What you will do: Return a copy of every line in the records that includes the word "verdicts".

----- Data records -----

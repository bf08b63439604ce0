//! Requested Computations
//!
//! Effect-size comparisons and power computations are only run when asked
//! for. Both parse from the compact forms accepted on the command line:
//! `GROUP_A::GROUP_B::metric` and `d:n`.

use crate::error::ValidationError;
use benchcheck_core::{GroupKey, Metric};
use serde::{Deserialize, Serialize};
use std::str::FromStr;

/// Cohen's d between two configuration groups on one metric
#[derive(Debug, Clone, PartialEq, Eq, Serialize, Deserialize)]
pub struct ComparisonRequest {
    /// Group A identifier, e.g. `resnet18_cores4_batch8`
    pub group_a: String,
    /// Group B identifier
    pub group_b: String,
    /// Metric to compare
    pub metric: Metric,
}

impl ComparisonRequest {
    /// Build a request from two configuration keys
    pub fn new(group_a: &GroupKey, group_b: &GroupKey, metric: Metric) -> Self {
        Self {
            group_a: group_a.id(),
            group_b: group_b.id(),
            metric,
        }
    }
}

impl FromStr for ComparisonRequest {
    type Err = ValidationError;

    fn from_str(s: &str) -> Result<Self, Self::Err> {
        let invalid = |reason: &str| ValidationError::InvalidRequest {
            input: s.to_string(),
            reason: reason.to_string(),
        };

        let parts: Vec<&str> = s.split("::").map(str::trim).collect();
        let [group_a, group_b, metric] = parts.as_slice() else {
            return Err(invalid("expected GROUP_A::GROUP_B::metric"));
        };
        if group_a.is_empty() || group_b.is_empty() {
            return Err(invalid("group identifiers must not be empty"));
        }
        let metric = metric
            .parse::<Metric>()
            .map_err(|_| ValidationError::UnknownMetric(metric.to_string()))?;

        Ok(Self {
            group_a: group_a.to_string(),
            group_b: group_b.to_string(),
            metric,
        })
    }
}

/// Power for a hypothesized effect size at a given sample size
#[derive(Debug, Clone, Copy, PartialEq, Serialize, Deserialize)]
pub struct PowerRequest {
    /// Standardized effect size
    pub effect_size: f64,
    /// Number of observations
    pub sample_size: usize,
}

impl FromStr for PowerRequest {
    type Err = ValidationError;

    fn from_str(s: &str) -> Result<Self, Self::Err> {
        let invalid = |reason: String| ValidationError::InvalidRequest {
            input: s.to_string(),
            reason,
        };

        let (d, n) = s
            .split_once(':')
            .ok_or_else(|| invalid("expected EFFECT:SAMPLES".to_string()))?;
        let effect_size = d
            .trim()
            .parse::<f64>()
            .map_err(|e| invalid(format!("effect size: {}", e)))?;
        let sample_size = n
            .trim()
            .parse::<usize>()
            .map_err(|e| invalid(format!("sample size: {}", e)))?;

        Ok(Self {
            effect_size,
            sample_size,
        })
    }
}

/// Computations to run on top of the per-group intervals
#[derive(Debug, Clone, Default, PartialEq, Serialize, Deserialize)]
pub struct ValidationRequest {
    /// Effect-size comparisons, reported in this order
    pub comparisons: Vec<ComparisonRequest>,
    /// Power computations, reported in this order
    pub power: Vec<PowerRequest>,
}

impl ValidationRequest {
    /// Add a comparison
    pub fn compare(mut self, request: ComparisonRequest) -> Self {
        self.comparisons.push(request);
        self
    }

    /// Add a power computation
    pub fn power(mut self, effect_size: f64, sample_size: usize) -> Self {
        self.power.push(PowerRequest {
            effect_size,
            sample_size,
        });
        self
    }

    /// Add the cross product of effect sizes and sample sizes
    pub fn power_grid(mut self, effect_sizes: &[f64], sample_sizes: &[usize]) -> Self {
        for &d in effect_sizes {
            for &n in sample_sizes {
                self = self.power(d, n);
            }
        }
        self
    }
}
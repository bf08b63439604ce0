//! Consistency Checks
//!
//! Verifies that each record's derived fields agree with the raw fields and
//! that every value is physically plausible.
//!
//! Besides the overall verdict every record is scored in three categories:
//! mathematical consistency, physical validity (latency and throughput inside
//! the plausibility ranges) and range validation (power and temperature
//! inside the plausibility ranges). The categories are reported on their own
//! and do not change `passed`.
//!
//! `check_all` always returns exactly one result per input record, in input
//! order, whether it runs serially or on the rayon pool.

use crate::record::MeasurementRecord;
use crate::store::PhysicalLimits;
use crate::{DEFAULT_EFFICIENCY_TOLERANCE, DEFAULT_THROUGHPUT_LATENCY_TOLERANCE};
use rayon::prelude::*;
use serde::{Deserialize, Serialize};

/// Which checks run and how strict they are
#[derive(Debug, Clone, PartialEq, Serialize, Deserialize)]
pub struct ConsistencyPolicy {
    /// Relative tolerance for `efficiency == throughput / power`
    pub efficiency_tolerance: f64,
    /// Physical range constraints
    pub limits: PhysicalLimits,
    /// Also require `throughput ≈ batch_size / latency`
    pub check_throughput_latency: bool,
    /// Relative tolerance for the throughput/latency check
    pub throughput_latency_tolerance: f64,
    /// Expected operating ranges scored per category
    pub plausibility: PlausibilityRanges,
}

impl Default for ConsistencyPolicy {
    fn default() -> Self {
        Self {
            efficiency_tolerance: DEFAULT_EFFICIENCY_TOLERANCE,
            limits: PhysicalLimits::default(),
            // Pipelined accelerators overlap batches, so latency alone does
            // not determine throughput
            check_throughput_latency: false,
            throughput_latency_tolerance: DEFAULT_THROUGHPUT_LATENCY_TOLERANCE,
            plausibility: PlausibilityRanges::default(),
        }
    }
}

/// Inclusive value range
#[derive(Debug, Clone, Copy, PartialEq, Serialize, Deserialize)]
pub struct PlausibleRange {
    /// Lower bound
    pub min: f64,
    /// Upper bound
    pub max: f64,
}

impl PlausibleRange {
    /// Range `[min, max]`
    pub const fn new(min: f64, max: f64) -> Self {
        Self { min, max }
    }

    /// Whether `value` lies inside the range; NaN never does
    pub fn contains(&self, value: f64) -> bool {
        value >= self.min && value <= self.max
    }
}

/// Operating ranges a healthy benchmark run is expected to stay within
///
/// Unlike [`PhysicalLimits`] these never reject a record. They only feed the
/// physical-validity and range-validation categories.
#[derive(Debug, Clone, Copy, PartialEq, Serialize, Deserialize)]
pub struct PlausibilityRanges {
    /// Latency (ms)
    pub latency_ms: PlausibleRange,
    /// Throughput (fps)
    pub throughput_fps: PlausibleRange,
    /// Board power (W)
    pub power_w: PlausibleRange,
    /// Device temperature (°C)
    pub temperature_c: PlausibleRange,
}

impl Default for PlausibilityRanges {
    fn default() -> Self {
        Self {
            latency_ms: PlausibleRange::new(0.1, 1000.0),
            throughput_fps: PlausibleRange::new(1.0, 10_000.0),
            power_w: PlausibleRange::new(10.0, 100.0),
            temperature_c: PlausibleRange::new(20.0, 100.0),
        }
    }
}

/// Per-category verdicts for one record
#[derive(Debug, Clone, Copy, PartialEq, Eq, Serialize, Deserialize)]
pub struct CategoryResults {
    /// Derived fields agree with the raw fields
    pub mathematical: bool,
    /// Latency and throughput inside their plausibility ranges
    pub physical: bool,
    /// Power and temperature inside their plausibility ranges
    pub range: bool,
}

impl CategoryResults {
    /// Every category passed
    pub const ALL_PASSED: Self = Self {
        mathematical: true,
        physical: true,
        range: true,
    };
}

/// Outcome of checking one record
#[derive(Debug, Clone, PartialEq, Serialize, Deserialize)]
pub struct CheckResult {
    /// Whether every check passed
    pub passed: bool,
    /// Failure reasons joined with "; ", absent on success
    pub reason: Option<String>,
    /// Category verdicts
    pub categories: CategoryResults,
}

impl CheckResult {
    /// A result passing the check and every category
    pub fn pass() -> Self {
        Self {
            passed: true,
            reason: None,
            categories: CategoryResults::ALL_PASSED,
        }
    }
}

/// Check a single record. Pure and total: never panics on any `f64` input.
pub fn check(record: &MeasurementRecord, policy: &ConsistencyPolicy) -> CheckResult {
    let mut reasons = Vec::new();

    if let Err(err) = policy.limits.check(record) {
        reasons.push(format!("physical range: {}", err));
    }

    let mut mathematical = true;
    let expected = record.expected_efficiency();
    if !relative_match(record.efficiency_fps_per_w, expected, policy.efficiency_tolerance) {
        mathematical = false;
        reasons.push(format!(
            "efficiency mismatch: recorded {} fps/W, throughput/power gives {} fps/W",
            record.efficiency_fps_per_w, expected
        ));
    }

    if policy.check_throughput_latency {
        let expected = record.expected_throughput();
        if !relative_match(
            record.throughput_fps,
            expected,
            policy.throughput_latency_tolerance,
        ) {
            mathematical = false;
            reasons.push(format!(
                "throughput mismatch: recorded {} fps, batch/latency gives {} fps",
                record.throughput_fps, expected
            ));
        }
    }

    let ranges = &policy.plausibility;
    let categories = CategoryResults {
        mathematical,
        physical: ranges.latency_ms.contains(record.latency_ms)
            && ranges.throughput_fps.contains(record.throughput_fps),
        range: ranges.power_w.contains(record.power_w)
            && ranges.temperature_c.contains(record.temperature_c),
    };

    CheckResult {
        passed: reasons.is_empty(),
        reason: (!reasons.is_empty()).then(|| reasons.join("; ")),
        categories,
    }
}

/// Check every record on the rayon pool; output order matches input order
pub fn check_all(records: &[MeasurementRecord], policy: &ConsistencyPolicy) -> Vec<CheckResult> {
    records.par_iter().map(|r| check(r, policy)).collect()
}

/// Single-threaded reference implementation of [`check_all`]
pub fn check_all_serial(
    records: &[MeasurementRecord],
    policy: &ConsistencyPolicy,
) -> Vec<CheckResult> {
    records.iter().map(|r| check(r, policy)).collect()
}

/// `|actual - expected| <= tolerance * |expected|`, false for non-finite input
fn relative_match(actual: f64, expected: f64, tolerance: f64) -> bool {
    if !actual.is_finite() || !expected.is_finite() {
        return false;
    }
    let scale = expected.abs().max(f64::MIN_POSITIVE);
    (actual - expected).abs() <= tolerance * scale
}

-----

Solution for this problem:
/// Per-category verdicts for one record
    /// Category verdicts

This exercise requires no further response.